(Collected data entries)
⟨

//! Events stored as JSON lines
//!
//! Each line holds one detector event with its generator record. The
//! record types mirror the in-memory model, with particle types as plain
//! PDG codes.
use std::{
    fs::File,
    io::{BufRead, BufReader},
    marker::PhantomData,
    path::{Path, PathBuf},
};

use log::debug;

use particle_id::ParticleID;
use serde::{de::DeserializeOwned, Deserialize, Serialize};

use crate::{
    error::{Error, Result},
    event::{
        Event, EventRecord, GenieRecord, PrimaryParticle, PrimaryVertex, Segment,
        StdHepParticle, Trajectory,
    },
};

#[derive(Clone, Debug, Default, PartialEq, Deserialize, Serialize)]
pub struct JsonEventRecord {
    #[serde(default)]
    pub id: Option<i32>,
    #[serde(default)]
    pub primaries: Vec<JsonVertex>,
    #[serde(default)]
    pub trajectories: Vec<JsonTrajectory>,
    #[serde(default)]
    pub segment_detectors: Vec<JsonDetector>,
    #[serde(default)]
    pub genie: Vec<JsonStdHep>,
}

#[derive(Clone, Debug, Default, PartialEq, Deserialize, Serialize)]
pub struct JsonVertex {
    #[serde(default)]
    pub position: [f64; 4],
    pub particles: Vec<JsonPrimary>,
}

#[derive(Copy, Clone, Debug, Default, PartialEq, Deserialize, Serialize)]
pub struct JsonPrimary {
    pub track_id: i32,
    pub pdg: i32,
    pub p: [f64; 4],
}

#[derive(Clone, Debug, Default, PartialEq, Deserialize, Serialize)]
pub struct JsonTrajectory {
    pub track_id: i32,
    pub parent_id: i32,
    pub pdg: i32,
    pub p: [f64; 4],
    #[serde(default, skip_serializing_if = "Vec::is_empty")]
    pub points: Vec<[f64; 4]>,
}

#[derive(Clone, Debug, Default, PartialEq, Deserialize, Serialize)]
pub struct JsonDetector {
    pub name: String,
    pub segments: Vec<JsonSegment>,
}

#[derive(Clone, Debug, Default, PartialEq, Deserialize, Serialize)]
pub struct JsonSegment {
    pub contributors: Vec<i32>,
    pub primary_id: i32,
    #[serde(default)]
    pub start: [f64; 4],
    pub stop: [f64; 4],
    pub energy_deposit: f64,
}

#[derive(Copy, Clone, Debug, Default, PartialEq, Deserialize, Serialize)]
pub struct JsonStdHep {
    pub status: i32,
    pub pdg: i32,
    /// (px, py, pz, E) in GeV
    pub p4: [f64; 4],
}

impl From<JsonEventRecord> for EventRecord {
    fn from(source: JsonEventRecord) -> Self {
        let primaries = source
            .primaries
            .into_iter()
            .map(|vx| PrimaryVertex {
                position: vx.position,
                particles: vx
                    .particles
                    .into_iter()
                    .map(|p| PrimaryParticle {
                        track_id: p.track_id,
                        id: ParticleID::new(p.pdg),
                        p: p.p,
                    })
                    .collect(),
            })
            .collect();
        let trajectories = source
            .trajectories
            .into_iter()
            .map(|t| Trajectory {
                track_id: t.track_id,
                parent_id: t.parent_id,
                id: ParticleID::new(t.pdg),
                p: t.p,
                points: t.points,
            })
            .collect();
        let segment_detectors = source
            .segment_detectors
            .into_iter()
            .map(|det| {
                let segments = det
                    .segments
                    .into_iter()
                    .map(|s| Segment {
                        contributors: s.contributors,
                        primary_id: s.primary_id,
                        start: s.start,
                        stop: s.stop,
                        energy_deposit: s.energy_deposit,
                    })
                    .collect();
                (det.name, segments)
            })
            .collect();
        let genie = GenieRecord {
            particles: source
                .genie
                .into_iter()
                .map(|p| StdHepParticle {
                    status: p.status.into(),
                    id: ParticleID::new(p.pdg),
                    p4: p.p4,
                })
                .collect(),
        };
        Self {
            event: Event {
                id: source.id,
                primaries,
                trajectories,
                segment_detectors,
            },
            genie,
        }
    }
}

impl From<EventRecord> for JsonEventRecord {
    fn from(source: EventRecord) -> Self {
        let EventRecord { event, genie } = source;
        Self {
            id: event.id,
            primaries: event
                .primaries
                .into_iter()
                .map(|vx| JsonVertex {
                    position: vx.position,
                    particles: vx
                        .particles
                        .into_iter()
                        .map(|p| JsonPrimary {
                            track_id: p.track_id,
                            pdg: p.id.id(),
                            p: p.p,
                        })
                        .collect(),
                })
                .collect(),
            trajectories: event
                .trajectories
                .into_iter()
                .map(|t| JsonTrajectory {
                    track_id: t.track_id,
                    parent_id: t.parent_id,
                    pdg: t.id.id(),
                    p: t.p,
                    points: t.points,
                })
                .collect(),
            segment_detectors: event
                .segment_detectors
                .into_iter()
                .map(|(name, segments)| JsonDetector {
                    name,
                    segments: segments
                        .into_iter()
                        .map(|s| JsonSegment {
                            contributors: s.contributors,
                            primary_id: s.primary_id,
                            start: s.start,
                            stop: s.stop,
                            energy_deposit: s.energy_deposit,
                        })
                        .collect(),
                })
                .collect(),
            genie: genie
                .particles
                .into_iter()
                .map(|p| JsonStdHep {
                    status: p.status.into(),
                    pdg: p.id.id(),
                    p4: p.p4,
                })
                .collect(),
        }
    }
}

/// Iterator over the records in a JSON lines stream
///
/// Blank lines are skipped.
#[derive(Debug)]
pub struct Reader<R, T> {
    stream: R,
    buf: String,
    line: usize,
    record: PhantomData<T>,
}

impl<R: BufRead, T: DeserializeOwned> Reader<R, T> {
    pub fn new(stream: R) -> Self {
        Self {
            stream,
            buf: String::new(),
            line: 0,
            record: PhantomData,
        }
    }
}

impl<R: BufRead, T: DeserializeOwned> Iterator for Reader<R, T> {
    type Item = Result<T>;

    fn next(&mut self) -> Option<Self::Item> {
        loop {
            self.buf.clear();
            match self.stream.read_line(&mut self.buf) {
                Ok(0) => return None,
                Ok(_) => self.line += 1,
                Err(err) => return Some(Err(err.into())),
            }
            if self.buf.trim().is_empty() {
                continue;
            }
            let line = self.line;
            return Some(
                serde_json::from_str(&self.buf)
                    .map_err(|source| Error::Json { line, source }),
            );
        }
    }
}

/// Open a JSON lines file
pub fn open<T: DeserializeOwned>(
    path: impl AsRef<Path>,
) -> Result<Reader<BufReader<File>, T>> {
    let file = File::open(path)?;
    Ok(Reader::new(BufReader::new(file)))
}

/// Read all events from a JSON lines file
pub fn read_events(path: impl AsRef<Path>) -> Result<Vec<EventRecord>> {
    open::<JsonEventRecord>(path)?
        .map(|record| record.map(EventRecord::from))
        .collect()
}

/// Events from several JSON lines files, read one after the other
///
/// Each file is opened when the previous one is exhausted. Errors carry
/// the path of the file they come from.
pub fn events<P: AsRef<Path>>(
    paths: &[P],
) -> impl Iterator<Item = Result<EventRecord>> + '_ {
    paths.iter().flat_map(|path| {
        let path = path.as_ref();
        debug!("Reading events from {path:?}");
        let (reader, open_err) = match open::<JsonEventRecord>(path) {
            Ok(reader) => (Some(reader), None),
            Err(err) => (None, Some(Err(err))),
        };
        open_err
            .into_iter()
            .chain(reader.into_iter().flatten())
            .map(move |record| {
                record.map(EventRecord::from).map_err(|err| Error::Input {
                    path: path.to_owned(),
                    source: Box::new(err),
                })
            })
    })
}

/// Number of non-blank lines in a JSON lines file
///
/// The records are not parsed.
pub fn count_records(path: impl AsRef<Path>) -> Result<usize> {
    let mut count = 0;
    for line in BufReader::new(File::open(path)?).lines() {
        if !line?.trim().is_empty() {
            count += 1;
        }
    }
    Ok(count)
}

/// Expand wildcards in input file names
///
/// Matches are sorted by name. A pattern that matches nothing, or is not
/// a valid pattern, is kept as it is.
pub fn expand_paths<P: AsRef<Path>>(patterns: &[P]) -> Result<Vec<PathBuf>> {
    let mut paths = Vec::with_capacity(patterns.len());
    for pattern in patterns {
        let pattern = pattern.as_ref();
        let nmatched = paths.len();
        if let Some(matches) = pattern.to_str().and_then(|p| glob::glob(p).ok()) {
            for path in matches {
                paths.push(path.map_err(glob::GlobError::into_error)?);
            }
        }
        if paths.len() == nmatched {
            paths.push(pattern.to_owned());
        }
    }
    Ok(paths)
}

#[cfg(test)]
mod tests {
    use super::*;
    use std::io::Cursor;

    const EVENT: &str = r#"{"id":3,"primaries":[{"position":[0,430,0,0],"particles":[{"track_id":0,"pdg":13,"p":[1000,0,0,994]}]}],"trajectories":[{"track_id":0,"parent_id":-1,"pdg":13,"p":[1000,0,0,994],"points":[[0,430,0,0],[0,430,3000,10]]},{"track_id":1,"parent_id":0,"pdg":11,"p":[2,0,1,0]}],"segment_detectors":[{"name":"volTPCActive","segments":[{"contributors":[0,1],"primary_id":0,"stop":[0,430,600,2],"energy_deposit":2.1}]}],"genie":[{"status":0,"pdg":14,"p4":[0,0,1.2,1.2]}]}"#;

    #[test]
    fn parse_event() {
        let record: JsonEventRecord = serde_json::from_str(EVENT).unwrap();
        let EventRecord { event, genie } = record.clone().into();
        assert_eq!(event.id, Some(3));
        assert_eq!(event.primaries[0].particles[0].id.id(), 13);
        assert_eq!(event.trajectories.len(), 2);
        assert_eq!(event.trajectories[0].points.len(), 2);
        assert!(event.trajectories[1].points.is_empty());
        let segments: Vec<_> = event.segments().collect();
        assert_eq!(segments.len(), 1);
        assert_eq!(segments[0].key_contributor(), Some(0));
        assert_eq!(segments[0].start, [0.; 4]);
        assert_eq!(genie.particles[0].status, crate::event::Status::Initial);

        let back = JsonEventRecord::from(EventRecord { event, genie });
        assert_eq!(back, record);
    }

    #[test]
    fn lines() {
        let input = format!("{EVENT}\n\n{{}}\n   \n");
        let records: Vec<JsonEventRecord> = Reader::new(Cursor::new(input))
            .collect::<Result<_>>()
            .unwrap();
        assert_eq!(records.len(), 2);
        assert_eq!(records[1], JsonEventRecord::default());
    }

    #[test]
    fn bad_line() {
        let input = format!("{EVENT}\n{{\"id\": \"three\"}}\n");
        let mut reader = Reader::<_, JsonEventRecord>::new(Cursor::new(input));
        assert!(reader.next().unwrap().is_ok());
        match reader.next() {
            Some(Err(Error::Json { line, .. })) => assert_eq!(line, 2),
            other => panic!("Expected parse error, got {other:?}"),
        }
        assert!(reader.next().is_none());
    }

    fn tmpdir(name: &str) -> PathBuf {
        let dir = std::env::temp_dir()
            .join(format!("edep-truth-json-{name}-{}", std::process::id()));
        std::fs::create_dir_all(&dir).unwrap();
        dir
    }

    #[test]
    fn chained_files() {
        let dir = tmpdir("chained");
        let (a, b) = (dir.join("a.jsonl"), dir.join("b.jsonl"));
        std::fs::write(&a, format!("{EVENT}\n\n{EVENT}\n")).unwrap();
        std::fs::write(&b, format!("{EVENT}\nnot json\n")).unwrap();
        assert_eq!(count_records(&a).unwrap(), 2);
        assert_eq!(count_records(&b).unwrap(), 2);

        let files = [a, b.clone()];
        let mut records = events(&files);
        for _ in 0..3 {
            assert_eq!(records.next().unwrap().unwrap().event.id, Some(3));
        }
        match records.next() {
            Some(Err(Error::Input { path, source })) => {
                assert_eq!(path, b);
                assert!(matches!(*source, Error::Json { line: 2, .. }));
            }
            other => panic!("Expected parse error, got {other:?}"),
        }
        assert!(records.next().is_none());

        let missing = [dir.join("missing.jsonl")];
        let mut records = events(&missing);
        match records.next() {
            Some(Err(Error::Input { path, source })) => {
                assert_eq!(path, missing[0]);
                assert!(matches!(*source, Error::Io(_)));
            }
            other => panic!("Expected I/O error, got {other:?}"),
        }
        assert!(records.next().is_none());
        std::fs::remove_dir_all(dir).unwrap();
    }

    #[test]
    fn wildcards() {
        let dir = tmpdir("wildcards");
        for name in ["b.jsonl", "a.jsonl", "c.txt"] {
            std::fs::write(dir.join(name), "").unwrap();
        }
        let missing = dir.join("missing_*.jsonl");
        let literal = dir.join("c.txt");
        let paths = expand_paths(&[dir.join("*.jsonl"), missing.clone(), literal.clone()])
            .unwrap();
        assert_eq!(
            paths,
            [dir.join("a.jsonl"), dir.join("b.jsonl"), missing, literal]
        );
        std::fs::remove_dir_all(dir).unwrap();
    }
}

⟩

◆ **TASK DESCRIPTION**
Only the lines that contain the string "format" should be copied from the entries above.

◆ **EXERCISE ANSWER**
        let input = format!("{EVENT}\n\n{{}}\n   \n");
        let input = format!("{EVENT}\n{{\"id\": \"three\"}}\n");
            .join(format!("edep-truth-json-{name}-{}", std::process::id()));
        std::fs::write(&a, format!("{EVENT}\n\n{EVENT}\n")).unwrap();
        std::fs::write(&b, format!("{EVENT}\nnot json\n")).unwrap();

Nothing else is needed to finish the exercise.